Zarząd poinformował, że 11 września podjął decyzję o przygotowaniu wniosku o otwarcie postępowania restrukturyzacyjnego, a 10 października złożył wniosek w sądzie. Wcześniej nie informował jednak o tym akcjonariuszy, mimo iż postępowanie układowe to bardzo istotny sygnał potwierdzający złą sytuację finansową spółki.

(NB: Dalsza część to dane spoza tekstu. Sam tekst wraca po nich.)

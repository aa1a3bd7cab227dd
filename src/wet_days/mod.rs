//! Number of wet days per month from monthly precipitation totals.
//!
//! Daily precipitation within a month is modelled as gamma distributed, with
//! the month's mean daily precipitation as mean and the observed day-to-day
//! standard deviation of that calendar month as standard deviation. A day is
//! wet when it exceeds the threshold.

use ndarray::{Array3, Axis, Zip};
use tracing::{debug, warn};

pub mod gamma;

pub use gamma::{GAMMA_EPSILON, NORMAL_APPROX_SHAPE, dry_day_probability};

use crate::grid::calendar::{days_in_month, month_of_step};
use crate::grid::{FieldError, StdDevClimatology, TimeSeries, WetDayField};

/// Default wet-day threshold [mm/day].
pub const DEFAULT_WET_THRESHOLD: f64 = 0.1;

/// Subtracted before rounding up so that values a rounding error above an
/// integer do not gain a day.
pub const CEIL_TOLERANCE: f64 = 1e-9;

/// Turns the probability of a dry day into a whole number of wet days in a
/// month of `days` days. Non-finite probabilities give zero.
pub fn wet_day_count(dry_probability: f64, days: u32) -> i32 {
    let wet = ((1.0 - dry_probability) * days as f64 - CEIL_TOLERANCE).ceil();
    if wet.is_finite() {
        wet.clamp(0.0, days as f64) as i32
    } else {
        0
    }
}

/// Estimates the wet days of every step of `precip`.
///
/// `precip` may be given as monthly totals, daily rates or a flux; it is
/// converted to mm/month with the true length of each month. Cells where
/// precipitation or standard deviation are missing get
/// [`WetDayField::FILL_VALUE`].
pub fn estimate_wet_days(
    precip: &TimeSeries,
    std: &StdDevClimatology,
    wet_threshold_mm_per_day: f64,
) -> Result<WetDayField, FieldError> {
    let precip_field = precip.field();
    let std_field = std.field();
    precip_field.ensure_same_grid(std_field)?;

    let unit = precip_field.unit();
    if unit.mm_per_month_factor(0).is_none() {
        return Err(FieldError::UnsupportedUnits {
            variable: precip_field.variable_name().to_string(),
            units: precip_field.units().to_string(),
            expected: "a precipitation flux or amount",
        });
    }

    let shape = precip_field.shape();
    let mut wet = Array3::<i32>::from_elem((shape.steps, shape.lat, shape.lon), WetDayField::FILL_VALUE);
    let mut masked = 0usize;

    for (t, mut slab) in wet.axis_iter_mut(Axis(0)).enumerate() {
        let month = month_of_step(t);
        let days = days_in_month(month);
        let Some(to_mm) = unit.mm_per_month_factor(month) else {
            continue;
        };

        Zip::from(&mut slab)
            .and(&precip_field.step(t))
            .and(&std_field.step(month))
            .for_each(|w, &p, &s| {
                if precip_field.is_missing(p) || std_field.is_missing(s) {
                    masked += 1;
                    return;
                }
                let mean_daily = p * to_mm / days as f64;
                let dry = dry_day_probability(wet_threshold_mm_per_day, mean_daily, s);
                *w = wet_day_count(dry, days);
            });
    }

    if masked > 0 {
        warn!(
            variable = precip_field.variable_name(),
            masked, "no wet days for cells with missing input, written as fill value"
        );
    }
    debug!(
        variable = precip_field.variable_name(),
        threshold = wet_threshold_mm_per_day,
        steps = shape.steps,
        "estimated wet days"
    );

    Ok(WetDayField::new(wet, precip_field))
}

#[cfg(test)]
mod tests {
    use super::*;
    use crate::grid::{GridField, GridShape};

    fn std_climatology(value: f64, lat: usize, lon: usize) -> StdDevClimatology {
        StdDevClimatology::new(GridField::filled(
            "prec_std",
            "mm/day",
            GridShape { steps: 12, lat, lon },
            value,
        ))
        .unwrap()
    }

    #[test]
    fn test_wet_day_count_rounding() {
        assert_eq!(wet_day_count(0.5, 30), 15);
        assert_eq!(wet_day_count(0.49, 30), 16);
        assert_eq!(wet_day_count(0.0, 28), 28);
        assert_eq!(wet_day_count(1.0, 31), 0);
        assert_eq!(wet_day_count(-0.5, 31), 31);
        assert_eq!(wet_day_count(f64::NAN, 31), 0);
    }

    #[test]
    fn test_wet_days_within_month_length() {
        let values = Array3::from_shape_fn((24, 2, 3), |(t, y, x)| {
            (t as f64 * 13.0 + y as f64 * 40.0 + x as f64 * 90.0) % 400.0
        });
        let precip = TimeSeries::new(GridField::new("PRECT", "mm/month", values)).unwrap();
        let wet = estimate_wet_days(&precip, &std_climatology(3.0, 2, 3), DEFAULT_WET_THRESHOLD).unwrap();

        assert_eq!(wet.shape(), precip.field().shape());
        for ((t, _, _), &w) in wet.values().indexed_iter() {
            assert!(w >= 0 && w <= days_in_month(month_of_step(t)) as i32);
        }
    }

    #[test]
    fn test_more_rain_never_fewer_wet_days() {
        let totals: Vec<f64> = (0..60).map(|i| i as f64 * 5.0).collect();
        let values = Array3::from_shape_fn((12, 1, totals.len()), |(_, _, x)| totals[x]);
        let precip = TimeSeries::new(GridField::new("PRECT", "mm/month", values)).unwrap();
        let wet = estimate_wet_days(&precip, &std_climatology(4.0, 1, totals.len()), 0.1).unwrap();

        for t in 0..12 {
            let row = wet.values().index_axis(Axis(0), t);
            for x in 1..totals.len() {
                assert!(row[[0, x]] >= row[[0, x - 1]], "month {t}, cell {x}");
            }
        }
    }

    #[test]
    fn test_dry_cells_have_no_wet_days() {
        let precip = TimeSeries::new(GridField::filled(
            "PRECT",
            "mm/month",
            GridShape { steps: 12, lat: 1, lon: 1 },
            0.0,
        ))
        .unwrap();
        let wet = estimate_wet_days(&precip, &std_climatology(0.0, 1, 1), 0.1).unwrap();
        assert!(wet.values().iter().all(|&w| w == 0));
    }

    #[test]
    fn test_flux_input_matches_monthly_totals() {
        let january_total = 93.0;
        let flux = january_total / (31.0 * 86_400.0);
        let in_mm = TimeSeries::new(GridField::filled(
            "PRECT",
            "mm/month",
            GridShape { steps: 12, lat: 1, lon: 1 },
            january_total,
        ))
        .unwrap();
        let as_flux = TimeSeries::new(GridField::filled(
            "PRECT",
            "kg m-2 s-1",
            GridShape { steps: 12, lat: 1, lon: 1 },
            flux,
        ))
        .unwrap();
        let std = std_climatology(5.0, 1, 1);

        let a = estimate_wet_days(&in_mm, &std, 0.1).unwrap();
        let b = estimate_wet_days(&as_flux, &std, 0.1).unwrap();
        assert_eq!(a.values()[[0, 0, 0]], b.values()[[0, 0, 0]]);
    }

    #[test]
    fn test_missing_precipitation_is_fill() {
        let mut values = Array3::from_elem((12, 1, 2), 60.0);
        values[[2, 0, 0]] = f64::NAN;
        let precip = TimeSeries::new(GridField::new("PRECT", "mm/month", values)).unwrap();
        let wet = estimate_wet_days(&precip, &std_climatology(2.0, 1, 2), 0.1).unwrap();
        assert_eq!(wet.values()[[2, 0, 0]], WetDayField::FILL_VALUE);
        assert!(wet.values()[[2, 0, 1]] > 0);
    }

    #[test]
    fn test_grid_mismatch() {
        let precip = TimeSeries::new(GridField::filled(
            "PRECT",
            "mm/month",
            GridShape { steps: 12, lat: 2, lon: 2 },
            10.0,
        ))
        .unwrap();
        assert!(matches!(
            estimate_wet_days(&precip, &std_climatology(1.0, 3, 2), 0.1),
            Err(FieldError::GridMismatch { .. })
        ));
    }

    #[test]
    fn test_temperature_is_rejected() {
        let temp = TimeSeries::new(GridField::filled(
            "TREFHT",
            "K",
            GridShape { steps: 12, lat: 1, lon: 1 },
            280.0,
        ))
        .unwrap();
        assert!(matches!(
            estimate_wet_days(&temp, &std_climatology(1.0, 1, 1), 0.1),
            Err(FieldError::UnsupportedUnits { .. })
        ));
    }
}
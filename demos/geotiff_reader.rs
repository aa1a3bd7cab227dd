use std::path::Path;

use trace_for_guess::readers;
use trace_for_guess::utils::field_statistics;

fn main() {
    let path = std::env::args()
        .nth(1)
        .unwrap_or_else(|| "./data/cru_tmp.tif".to_string());
    let reader = readers::create_reader(Path::new(&path), "tmp").unwrap();

    let field = reader.read_data().unwrap();
    println!("{} [{}] {}", field.variable_name(), field.units(), field.shape());
    if let Some(stats) = field_statistics(&field) {
        println!("{stats:?}");
    }
}
use serde::{Deserialize, Serialize};
use std::collections::BTreeMap;
use std::path::PathBuf;
use thiserror::Error;

use crate::grid::{FieldError, GridField};

pub trait DataReader {
    fn read_data(&self) -> Result<GridField, ReadError>;
}

#[derive(Debug, Error)]
pub enum ReadError {
    #[error("failed to open '{path}': {source}")]
    Io {
        path: PathBuf,
        source: std::io::Error,
    },

    #[error("GeoTIFF error in '{path}': {message}")]
    GeoTiff { path: PathBuf, message: String },

    #[error("NetCDF error in '{path}': {message}")]
    NetCDF { path: PathBuf, message: String },

    #[error("invalid field metadata in '{path}': {source}")]
    Metadata {
        path: PathBuf,
        source: serde_json::Error,
    },

    #[error("unknown file type: '{0}'")]
    UnknownFileType(PathBuf),

    #[error(transparent)]
    Field(#[from] FieldError),
}

#[derive(Debug, Clone, Copy, PartialEq, Eq)]
pub enum FileType {
    GeoTiff,
    NetCDF,
}

/// Everything about a [`GridField`] except its values. Stored as JSON in
/// the description of the first page of the GeoTIFFs this crate writes.
#[derive(Debug, Clone, Default, Serialize, Deserialize, PartialEq)]
pub struct FieldMetadata {
    pub variable_name: String,
    #[serde(default)]
    pub units: String,
    #[serde(default, skip_serializing_if = "Option::is_none")]
    pub fill_value: Option<f64>,
    #[serde(default)]
    pub time: Vec<f64>,
    #[serde(default)]
    pub lat: Vec<f64>,
    #[serde(default)]
    pub lon: Vec<f64>,
    #[serde(default)]
    pub attributes: BTreeMap<String, String>,
}

impl FieldMetadata {
    pub fn of(field: &GridField) -> Self {
        Self {
            variable_name: field.variable_name().to_string(),
            units: field.units().to_string(),
            fill_value: field.fill_value(),
            time: field.time().to_vec(),
            lat: field.lat().to_vec(),
            lon: field.lon().to_vec(),
            attributes: field.attributes().clone(),
        }
    }

    pub fn into_field(self, values: ndarray::Array3<f64>) -> Result<GridField, FieldError> {
        let mut field = GridField::new(&self.variable_name, &self.units, values)
            .with_coordinates(self.time, self.lat, self.lon)?
            .with_attributes(&self.attributes);
        if let Some(fill) = self.fill_value {
            field = field.with_fill_value(fill);
        }
        Ok(field)
    }
}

W ramach postępowania mają być bowiem przygotowane rozwiązania dla wierzycieli, co oznacza, że Ursus ma obecnie problemy z wypłacalnością. Do tej pory spółka informowała jedynie o pracach nad programem naprawczym, to jednak o wiele lżejszy kaliber, niż postępowanie układowe.

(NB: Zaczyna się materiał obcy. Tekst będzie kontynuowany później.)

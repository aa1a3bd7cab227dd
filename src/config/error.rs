use thiserror::Error;

use crate::extent::ExtentError;

#[derive(Debug, Error)]
pub enum ConfigError {
    #[error("I/O error: {0}")]
    Io(#[from] std::io::Error),

    #[error("Failed to parse JSON: {0}")]
    Json(#[from] serde_json::Error),

    #[error("precip_threshold must be a non-negative number of mm/day, got {0}")]
    PrecipThreshold(f64),

    #[error("compression_level should be between 0 and 9, got {0}")]
    CompressionLevel(u8),

    #[error("chunks.time should be a positive multiple of 12, got {0}")]
    ChunkSize(usize),

    #[error("region_margin cannot be negative, got {0}")]
    RegionMargin(f64),

    #[error("invalid region: {0}")]
    Region(#[from] ExtentError),

    #[error("at least one input directory is required")]
    NoInputDirectories,

    #[error("job for '{0}' has no input files")]
    EmptyJob(String),
}
use super::{DataReader, FieldMetadata, ReadError};
use crate::grid::GridField;
use gdal::{Dataset, Metadata};
use ndarray::Array3;
use std::path::PathBuf;
use tracing::debug;

/// Reads one variable of a NetCDF file through GDAL's `NETCDF:` subdataset
/// syntax. Every band is one step; scale, offset and no-data are applied.
pub struct NcReader {
    pub file_name: PathBuf,
    pub variable: String,
}

impl NcReader {
    fn error(&self, message: impl std::fmt::Display) -> ReadError {
        ReadError::NetCDF {
            path: self.file_name.clone(),
            message: message.to_string(),
        }
    }
}

impl DataReader for NcReader {
    fn read_data(&self) -> Result<GridField, ReadError> {
        let subdataset = format!("NETCDF:\"{}\":{}", self.file_name.display(), self.variable);
        let dataset = Dataset::open(&subdataset).map_err(|e| self.error(e))?;

        let (width, height) = dataset.raster_size();
        let bands = dataset.raster_count();
        let geo_transform = dataset.geo_transform().map_err(|e| self.error(e))?;

        let mut buffer = Vec::with_capacity(bands * width * height);
        let mut time = Vec::with_capacity(bands);
        let mut units = String::new();
        let mut fill_value = None;

        for index in 1..=bands {
            let band = dataset.rasterband(index).map_err(|e| self.error(e))?;
            let data = band
                .read_as::<f64>((0, 0), (width, height), (width, height), None)
                .map_err(|e| self.error(e))?;

            let no_data = band.no_data_value();
            let scale = band.scale().unwrap_or(1.0);
            let offset = band.offset().unwrap_or(0.0);
            buffer.extend(data.data().iter().map(|&v| {
                if no_data.is_some_and(|nd| v == nd) {
                    f64::NAN
                } else {
                    v * scale + offset
                }
            }));

            if let Some(t) = band
                .metadata_item("NETCDF_DIM_time", "")
                .and_then(|t| t.parse::<f64>().ok())
            {
                time.push(t);
            }
            if index == 1 {
                units = band.unit();
                fill_value = no_data;
            }
        }

        let values = Array3::from_shape_vec((bands, height, width), buffer).map_err(|e| self.error(e))?;
        if time.len() != bands {
            time.clear();
        }

        let metadata = FieldMetadata {
            variable_name: self.variable.clone(),
            units,
            // No-data cells were turned into NaN above.
            fill_value: fill_value.map(|_| crate::grid::DEFAULT_FILL_VALUE),
            time,
            lat: (0..height)
                .map(|y| geo_transform[3] + (y as f64 + 0.5) * geo_transform[5])
                .collect(),
            lon: (0..width)
                .map(|x| geo_transform[0] + (x as f64 + 0.5) * geo_transform[1])
                .collect(),
            attributes: Default::default(),
        };

        debug!(
            file = %self.file_name.display(),
            variable = self.variable.as_str(),
            steps = bands,
            "read NetCDF variable"
        );
        Ok(metadata.into_field(values)?)
    }
}
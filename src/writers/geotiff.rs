use std::fs::File;
use std::io::BufWriter;
use std::path::Path;
use tiff::encoder::{Compression, DeflateLevel, TiffEncoder, colortype};
use tiff::tags::Tag;
use tracing::info;

use super::{WriteError, write_atomically};
use crate::grid::GridField;
use crate::readers::FieldMetadata;

/// Writes a field as a multi-page 64-bit float TIFF, one page per step, with
/// the field metadata as JSON in the description of the first page.
#[derive(Debug, Clone, Copy)]
pub struct GeoTiffWriter {
    compression_level: u8,
}

impl GeoTiffWriter {
    /// `compression_level` follows the usual deflate scale from 0 (off) to 9.
    pub fn new(compression_level: u8) -> Self {
        Self {
            compression_level: compression_level.min(9),
        }
    }

    fn compression(&self) -> Compression {
        match self.compression_level {
            0 => Compression::Uncompressed,
            1..=3 => Compression::Deflate(DeflateLevel::Fast),
            4..=6 => Compression::Deflate(DeflateLevel::Balanced),
            _ => Compression::Deflate(DeflateLevel::Best),
        }
    }

    pub fn write(&self, field: &GridField, path: &Path) -> Result<(), WriteError> {
        let description =
            serde_json::to_string(&FieldMetadata::of(field)).map_err(|source| WriteError::Metadata {
                variable: field.variable_name().to_string(),
                source,
            })?;
        let tiff_error = |e: tiff::TiffError| WriteError::GeoTiff {
            path: path.to_path_buf(),
            message: e.to_string(),
        };

        let shape = field.shape();
        write_atomically(path, |partial| {
            let file = File::create(partial).map_err(|source| WriteError::Io {
                path: path.to_path_buf(),
                source,
            })?;
            let mut encoder = TiffEncoder::new(BufWriter::new(file))
                .map_err(tiff_error)?
                .with_compression(self.compression());

            for (step, page) in field.values().outer_iter().enumerate() {
                let mut image = encoder
                    .new_image::<colortype::Gray64Float>(shape.lon as u32, shape.lat as u32)
                    .map_err(tiff_error)?;
                if step == 0 {
                    image
                        .encoder()
                        .write_tag(Tag::ImageDescription, description.as_str())
                        .map_err(tiff_error)?;
                }
                let data: Vec<f64> = page.iter().copied().collect();
                image.write_data(&data).map_err(tiff_error)?;
            }
            Ok(())
        })?;

        info!(
            path = %path.display(),
            variable = field.variable_name(),
            steps = shape.steps,
            "wrote GeoTIFF"
        );
        Ok(())
    }
}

Jak podano, głównymi założeniami planu restrukturyzacyjnego załączonego do wniosku o otwarcie przyspieszonego postępowania układowego są dezinwestycje polegające na sprzedaży wybranych elementów majątku trwałego, poprawa rentowności produkowanych i sprzedawanych wyrobów poprzez obniżenie własnych kosztów wytworzenia, dostosowanie struktury zatrudnienia do zmian zachodzących w spółce w ramach prowadzonego procesu, restrukturyzacja obecnego zadłużenia oraz redukcja kosztów prowadzenia działalności. Jak dodano, żadne kroki związane z procesem ogłaszania upadłości nie są w tej chwili rozważane.

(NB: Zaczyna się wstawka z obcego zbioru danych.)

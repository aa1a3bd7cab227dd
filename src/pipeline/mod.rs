//! File-level orchestration: find inputs, run the numeric core and write the
//! results.

use thiserror::Error;

use crate::discovery::DiscoveryError;
use crate::extent::ExtentError;
use crate::grid::FieldError;
use crate::readers::ReadError;
use crate::writers::WriteError;

pub mod batch_runner;

pub use batch_runner::{BatchRunner, JobOutput};

#[derive(Debug, Error)]
pub enum PipelineError {
    #[error(transparent)]
    Discovery(#[from] DiscoveryError),

    #[error(transparent)]
    Read(#[from] ReadError),

    #[error(transparent)]
    Write(#[from] WriteError),

    #[error(transparent)]
    Field(#[from] FieldError),

    #[error(transparent)]
    Extent(#[from] ExtentError),

    #[error("failed to build thread pool: {0}")]
    ThreadPool(#[from] rayon::ThreadPoolBuildError),

    #[error("job '{job}' failed: {source}")]
    Job {
        job: String,
        #[source]
        source: Box<PipelineError>,
    },
}

impl PipelineError {
    pub(crate) fn in_job(self, job: &str) -> Self {
        PipelineError::Job {
            job: job.to_string(),
            source: Box::new(self),
        }
    }
}
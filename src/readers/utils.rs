use super::types::{FileType, ReadError};
use std::path::Path;

pub fn reader_from_filetype(path: &Path) -> Result<FileType, ReadError> {
    match path.extension().and_then(|ext| ext.to_str()) {
        Some("tif") | Some("tiff") => Ok(FileType::GeoTiff),
        Some("nc") | Some("nc4") => Ok(FileType::NetCDF),
        _ => Err(ReadError::UnknownFileType(path.to_path_buf())),
    }
}
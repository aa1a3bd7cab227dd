use glob::Pattern;
use std::path::{Path, PathBuf};
use thiserror::Error;
use tracing::debug;
use walkdir::WalkDir;

#[derive(Debug, Error)]
pub enum DiscoveryError {
    #[error("invalid file pattern '{pattern}': {source}")]
    Pattern {
        pattern: String,
        source: glob::PatternError,
    },

    #[error("no file matching '{pattern}' in {directories:?}")]
    NotFound {
        pattern: String,
        directories: Vec<PathBuf>,
    },
}

/// Finds input files by name or glob pattern in a list of directories.
#[derive(Debug, Clone)]
pub struct FileFinder {
    directories: Vec<PathBuf>,
}

impl FileFinder {
    pub fn new(directories: Vec<PathBuf>) -> Self {
        Self { directories }
    }

    pub fn directories(&self) -> &[PathBuf] {
        &self.directories
    }

    /// All files matching `pattern`, sorted by path. Each directory is first
    /// tried directly and then searched recursively.
    pub fn find_all(&self, pattern: &str) -> Result<Vec<PathBuf>, DiscoveryError> {
        let name_pattern = Pattern::new(pattern).map_err(|source| DiscoveryError::Pattern {
            pattern: pattern.to_string(),
            source,
        })?;

        let mut found = Vec::new();
        for dir in &self.directories {
            let direct = Self::search_directly(dir, pattern)?;
            if direct.is_empty() {
                found.extend(Self::search_recursively(dir, &name_pattern));
            } else {
                found.extend(direct);
            }
        }
        found.sort();
        found.dedup();

        if found.is_empty() {
            return Err(DiscoveryError::NotFound {
                pattern: pattern.to_string(),
                directories: self.directories.clone(),
            });
        }
        debug!(pattern, files = found.len(), "found input files");
        Ok(found)
    }

    /// First file matching `pattern`.
    pub fn find_one(&self, pattern: &str) -> Result<PathBuf, DiscoveryError> {
        let mut files = self.find_all(pattern)?;
        Ok(files.swap_remove(0))
    }

    fn search_directly(dir: &Path, pattern: &str) -> Result<Vec<PathBuf>, DiscoveryError> {
        let full = dir.join(pattern);
        let full = full.to_string_lossy();
        let paths = glob::glob(&full).map_err(|source| DiscoveryError::Pattern {
            pattern: full.to_string(),
            source,
        })?;
        Ok(paths.filter_map(|p| p.ok()).filter(|p| p.is_file()).collect())
    }

    /// Search for files recursively within a directory, matching file names only.
    fn search_recursively(dir: &Path, pattern: &Pattern) -> Vec<PathBuf> {
        if !dir.exists() {
            return Vec::new();
        }

        WalkDir::new(dir)
            .into_iter()
            .filter_map(|e| e.ok())
            .filter(|entry| {
                entry.file_type().is_file() && pattern.matches(&entry.file_name().to_string_lossy())
            })
            .map(|entry| entry.into_path())
            .collect()
    }
}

- Propozycje układowe, które zostały złożone wraz z wnioskiem o otwarcie postępowania restrukturyzacyjnego do Sądu miały charakter wyłącznie wstępny - podano w komunikacie. Spółka poinformowała, że jej aktualna kondycja jest "stabilna". - Żadne kroki związane z procesem ogłaszania upadłości nie są w tej chwili rozważane. Wypracowanie i zawarcie układu z wierzycielami oraz wprowadzenie niezbędnych zmian w funkcjonowaniu spółki będzie elementem, który zapewni jej stabilne funkcjonowanie w przyszłości - podano w komunikacie.
Ursus kuleje na obie nogi
Zapewnienia zarządu sobie, sytuacja finansowa sobie. A ta ostatnia jest naprawdę trudna. 1 października Ursus poinformował akcjonariuszy o 16 mln zł straty w pierwszym półroczu. Spółka skarżyła się na opóźnienia w realizacji wniosków w ramach dopłat unijnych z programu PROW 2014-20, co skutkowało załamaniem sprzedaży ciągników. Przez 9 miesięcy 2019 roku Ursus zarejestrował o ponad połowę mniejszą liczbę sprzedanych maszyn. Problemem była także ekspansja afrykańska, która wspierały kredyty z kasy państwowej. Teraz Ursus zaczął także i tutaj narzekać na brak wsparcia.
Dodatkowo grupa problemów nagromadziła się także wokół autobusów, które miały być drugą biznesową nogą Ursusa. Segment autobusów już wcześniej nie spełniał pokładanych w nim nadziei, zwojowanie od zera rynku elektrycznych pojazdów nie okazało się bowiem takie łatwe. Problemy Ursusa stały się widoczne także na giełdzie, kurs czwartkowego zamknięcia był bowiem aż o 75 proc. niższy od tego z początku roku. To czyni Ursus jedną z najsłabszych giełdowych spółek 2018 roku.
Sytuacja w spółce była już na tyle poważna, że na ratunek płynności ruszył główny akcjonariusz, który we wrześniu objął 3,3 mln akcji nowej emisji, zasilając firmę 8,25 mln zł świeżego kapitału. Warto dodać, że w październiku główny akcjonariusz zaangażowanie w Ursusa jednak zmniejszył. Lekko, bo lekko, miało to jednak miejsce po złożeniu wniosku o postępowanie układowe, o którym rynek jeszcze nie wiedział.